ABOUT THIS TASK ▸ Word for word, give every line of the listing again.

INFORMATION ▸
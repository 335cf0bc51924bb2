//! Axum route handlers for challenge drafts.

use axum::extract::{Path, Query, State};
use axum::http::StatusCode;
use axum::response::IntoResponse;
use axum::Json;
use serde::{Deserialize, Serialize};
use uuid::Uuid;

use crate::cache;
use crate::drafts::store::{self, DraftUpdate};
use crate::errors::AppError;
use crate::models::draft::ChallengeDraftRow;
use crate::sections::{mirror_fields, parse_sections, serialize_sections};
use crate::state::AppState;

#[derive(Debug, Deserialize)]
pub struct ListQuery {
    pub company_id: Option<Uuid>,
}

#[derive(Debug, Serialize)]
pub struct DraftListResponse {
    pub drafts: Vec<ChallengeDraftRow>,
}

/// Partial update body. Field names match the persistence contract;
/// omitted fields are left unchanged.
#[derive(Debug, Deserialize)]
pub struct UpdateDraftRequest {
    pub challenge_description: Option<String>,
    pub challenge_problem_overview: Option<String>,
    pub challenge_problem_statement: Option<String>,
    pub challenge_name: Option<String>,
    pub challenge_difficulty: Option<String>,
}

/// GET /api/v1/challenges
pub async fn handle_list_drafts(
    State(state): State<AppState>,
    Query(query): Query<ListQuery>,
) -> Result<Json<DraftListResponse>, AppError> {
    let drafts = store::list_drafts(&state.db, query.company_id).await?;
    Ok(Json(DraftListResponse { drafts }))
}

/// GET /api/v1/challenges/:id
///
/// Read-through cached: serves the redis copy when present, otherwise loads
/// from the database and populates the cache.
pub async fn handle_get_draft(
    State(state): State<AppState>,
    Path(id): Path<Uuid>,
) -> Result<impl IntoResponse, AppError> {
    if let Some(cached) = cache::get_draft_json(&state.redis, id).await {
        return Ok((
            StatusCode::OK,
            [("content-type", "application/json")],
            cached,
        ));
    }

    let draft = store::get_draft(&state.db, id)
        .await?
        .ok_or_else(|| AppError::NotFound(format!("Challenge draft {id} not found")))?;

    let json = serde_json::to_string(&draft)
        .map_err(|e| AppError::Internal(anyhow::anyhow!("Failed to serialize draft: {e}")))?;
    cache::put_draft_json(&state.redis, id, &json).await;

    Ok((StatusCode::OK, [("content-type", "application/json")], json))
}

/// PATCH /api/v1/challenges/:id
///
/// A whole-document save normalizes the description to canonical section
/// order and refreshes the mirrored overview/statement columns.
pub async fn handle_update_draft(
    State(state): State<AppState>,
    Path(id): Path<Uuid>,
    Json(request): Json<UpdateDraftRequest>,
) -> Result<Json<serde_json::Value>, AppError> {
    let mut update = DraftUpdate {
        challenge_description: None,
        challenge_problem_overview: request.challenge_problem_overview,
        challenge_problem_statement: request.challenge_problem_statement,
        name: request.challenge_name,
        difficulty: request.challenge_difficulty,
    };

    if let Some(description) = request.challenge_description {
        let sections = parse_sections(&description);
        update.challenge_description = Some(serialize_sections(&sections));
        let (overview, statement) = mirror_fields(&sections);
        if update.challenge_problem_overview.is_none() {
            update.challenge_problem_overview = Some(overview);
        }
        if update.challenge_problem_statement.is_none() {
            update.challenge_problem_statement = Some(statement);
        }
    }

    let found = store::update_draft(&state.db, id, update).await?;
    if !found {
        return Err(AppError::NotFound(format!("Challenge draft {id} not found")));
    }

    cache::invalidate_draft(&state.redis, id).await;

    Ok(Json(serde_json::json!({ "success": true })))
}

/// DELETE /api/v1/challenges/:id
pub async fn handle_delete_draft(
    State(state): State<AppState>,
    Path(id): Path<Uuid>,
) -> Result<Json<serde_json::Value>, AppError> {
    let found = store::delete_draft(&state.db, id).await?;
    if !found {
        return Err(AppError::NotFound(format!("Challenge draft {id} not found")));
    }

    cache::invalidate_draft(&state.redis, id).await;

    Ok(Json(serde_json::json!({ "success": true })))
}
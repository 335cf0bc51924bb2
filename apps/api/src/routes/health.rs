use axum::Json;
use serde_json::{json, Value};

/// GET /health
/// Returns a simple status object with service version.
pub async fn health_handler() -> Json<Value> {
    Json(json!({
        "status": "ok",
        "version": env!("CARGO_PKG_VERSION"),
        "service": "forge-api"
    }))
}
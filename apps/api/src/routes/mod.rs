pub mod health;

use axum::{
    routing::{get, post},
    Router,
};

use crate::drafts::handlers as draft_handlers;
use crate::extraction::handlers as extraction_handlers;
use crate::generation::handlers as generation_handlers;
use crate::sections::handlers as section_handlers;
use crate::state::AppState;
use crate::techstack::handlers as techstack_handlers;
use crate::translate::handlers as translate_handlers;

pub fn build_router(state: AppState) -> Router {
    Router::new()
        .route("/health", get(health::health_handler))
        // Pipeline stages, individually addressable
        .route("/api/v1/extract", post(extraction_handlers::handle_extract))
        .route("/api/v1/translate", post(translate_handlers::handle_translate))
        .route(
            "/api/v1/tech-stack",
            post(techstack_handlers::handle_extract_tech_stack),
        )
        // Full generation run
        .route(
            "/api/v1/challenges/generate",
            post(generation_handlers::handle_generate_challenge),
        )
        // Draft CRUD + section editor
        .route("/api/v1/challenges", get(draft_handlers::handle_list_drafts))
        .route(
            "/api/v1/challenges/:id",
            get(draft_handlers::handle_get_draft)
                .patch(draft_handlers::handle_update_draft)
                .delete(draft_handlers::handle_delete_draft),
        )
        .route(
            "/api/v1/challenges/:id/sections",
            get(section_handlers::handle_get_sections)
                .put(section_handlers::handle_update_section),
        )
        .with_state(state)
}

RESULT FOR THIS EXERCISE ▸
repository 335cf0bc51924bb2
//! Axum route handlers for challenge drafts.

use axum::extract::{Path, Query, State};
use axum::http::StatusCode;
use axum::response::IntoResponse;
use axum::Json;
use serde::{Deserialize, Serialize};
use uuid::Uuid;

use crate::cache;
use crate::drafts::store::{self, DraftUpdate};
use crate::errors::AppError;
use crate::models::draft::ChallengeDraftRow;
use crate::sections::{mirror_fields, parse_sections, serialize_sections};
use crate::state::AppState;

#[derive(Debug, Deserialize)]
pub struct ListQuery {
    pub company_id: Option<Uuid>,
}

#[derive(Debug, Serialize)]
pub struct DraftListResponse {
    pub drafts: Vec<ChallengeDraftRow>,
}

/// Partial update body. Field names match the persistence contract;
/// omitted fields are left unchanged.
#[derive(Debug, Deserialize)]
pub struct UpdateDraftRequest {
    pub challenge_description: Option<String>,
    pub challenge_problem_overview: Option<String>,
    pub challenge_problem_statement: Option<String>,
    pub challenge_name: Option<String>,
    pub challenge_difficulty: Option<String>,
}

/// GET /api/v1/challenges
pub async fn handle_list_drafts(
    State(state): State<AppState>,
    Query(query): Query<ListQuery>,
) -> Result<Json<DraftListResponse>, AppError> {
    let drafts = store::list_drafts(&state.db, query.company_id).await?;
    Ok(Json(DraftListResponse { drafts }))
}

/// GET /api/v1/challenges/:id
///
/// Read-through cached: serves the redis copy when present, otherwise loads
/// from the database and populates the cache.
pub async fn handle_get_draft(
    State(state): State<AppState>,
    Path(id): Path<Uuid>,
) -> Result<impl IntoResponse, AppError> {
    if let Some(cached) = cache::get_draft_json(&state.redis, id).await {
        return Ok((
            StatusCode::OK,
            [("content-type", "application/json")],
            cached,
        ));
    }

    let draft = store::get_draft(&state.db, id)
        .await?
        .ok_or_else(|| AppError::NotFound(format!("Challenge draft {id} not found")))?;

    let json = serde_json::to_string(&draft)
        .map_err(|e| AppError::Internal(anyhow::anyhow!("Failed to serialize draft: {e}")))?;
    cache::put_draft_json(&state.redis, id, &json).await;

    Ok((StatusCode::OK, [("content-type", "application/json")], json))
}

/// PATCH /api/v1/challenges/:id
///
/// A whole-document save normalizes the description to canonical section
/// order and refreshes the mirrored overview/statement columns.
pub async fn handle_update_draft(
    State(state): State<AppState>,
    Path(id): Path<Uuid>,
    Json(request): Json<UpdateDraftRequest>,
) -> Result<Json<serde_json::Value>, AppError> {
    let mut update = DraftUpdate {
        challenge_description: None,
        challenge_problem_overview: request.challenge_problem_overview,
        challenge_problem_statement: request.challenge_problem_statement,
        name: request.challenge_name,
        difficulty: request.challenge_difficulty,
    };

    if let Some(description) = request.challenge_description {
        let sections = parse_sections(&description);
        update.challenge_description = Some(serialize_sections(&sections));
        let (overview, statement) = mirror_fields(&sections);
        if update.challenge_problem_overview.is_none() {
            update.challenge_problem_overview = Some(overview);
        }
        if update.challenge_problem_statement.is_none() {
            update.challenge_problem_statement = Some(statement);
        }
    }

    let found = store::update_draft(&state.db, id, update).await?;
    if !found {
        return Err(AppError::NotFound(format!("Challenge draft {id} not found")));
    }

    cache::invalidate_draft(&state.redis, id).await;

    Ok(Json(serde_json::json!({ "success": true })))
}

/// DELETE /api/v1/challenges/:id
pub async fn handle_delete_draft(
    State(state): State<AppState>,
    Path(id): Path<Uuid>,
) -> Result<Json<serde_json::Value>, AppError> {
    let found = store::delete_draft(&state.db, id).await?;
    if !found {
        return Err(AppError::NotFound(format!("Challenge draft {id} not found")));
    }

    cache::invalidate_draft(&state.redis, id).await;

    Ok(Json(serde_json::json!({ "success": true })))
}
repository 335cf0bc51924bb2
filename apps/api/src/routes/health.rs
use axum::Json;
use serde_json::{json, Value};

/// GET /health
/// Returns a simple status object with service version.
pub async fn health_handler() -> Json<Value> {
    Json(json!({
        "status": "ok",
        "version": env!("CARGO_PKG_VERSION"),
        "service": "forge-api"
    }))
}
filename apps/api/src/routes/mod.rs
pub mod health;

use axum::{
    routing::{get, post},
    Router,
};

use crate::drafts::handlers as draft_handlers;
use crate::extraction::handlers as extraction_handlers;
use crate::generation::handlers as generation_handlers;
use crate::sections::handlers as section_handlers;
use crate::state::AppState;
use crate::techstack::handlers as techstack_handlers;
use crate::translate::handlers as translate_handlers;

pub fn build_router(state: AppState) -> Router {
    Router::new()
        .route("/health", get(health::health_handler))
        // Pipeline stages, individually addressable
        .route("/api/v1/extract", post(extraction_handlers::handle_extract))
        .route("/api/v1/translate", post(translate_handlers::handle_translate))
        .route(
            "/api/v1/tech-stack",
            post(techstack_handlers::handle_extract_tech_stack),
        )
        // Full generation run
        .route(
            "/api/v1/challenges/generate",
            post(generation_handlers::handle_generate_challenge),
        )
        // Draft CRUD + section editor
        .route("/api/v1/challenges", get(draft_handlers::handle_list_drafts))
        .route(
            "/api/v1/challenges/:id",
            get(draft_handlers::handle_get_draft)
                .patch(draft_handlers::handle_update_draft)
                .delete(draft_handlers::handle_delete_draft),
        )
        .route(
            "/api/v1/challenges/:id/sections",
            get(section_handlers::handle_get_sections)
                .put(section_handlers::handle_update_section),
        )
        .with_state(state)
}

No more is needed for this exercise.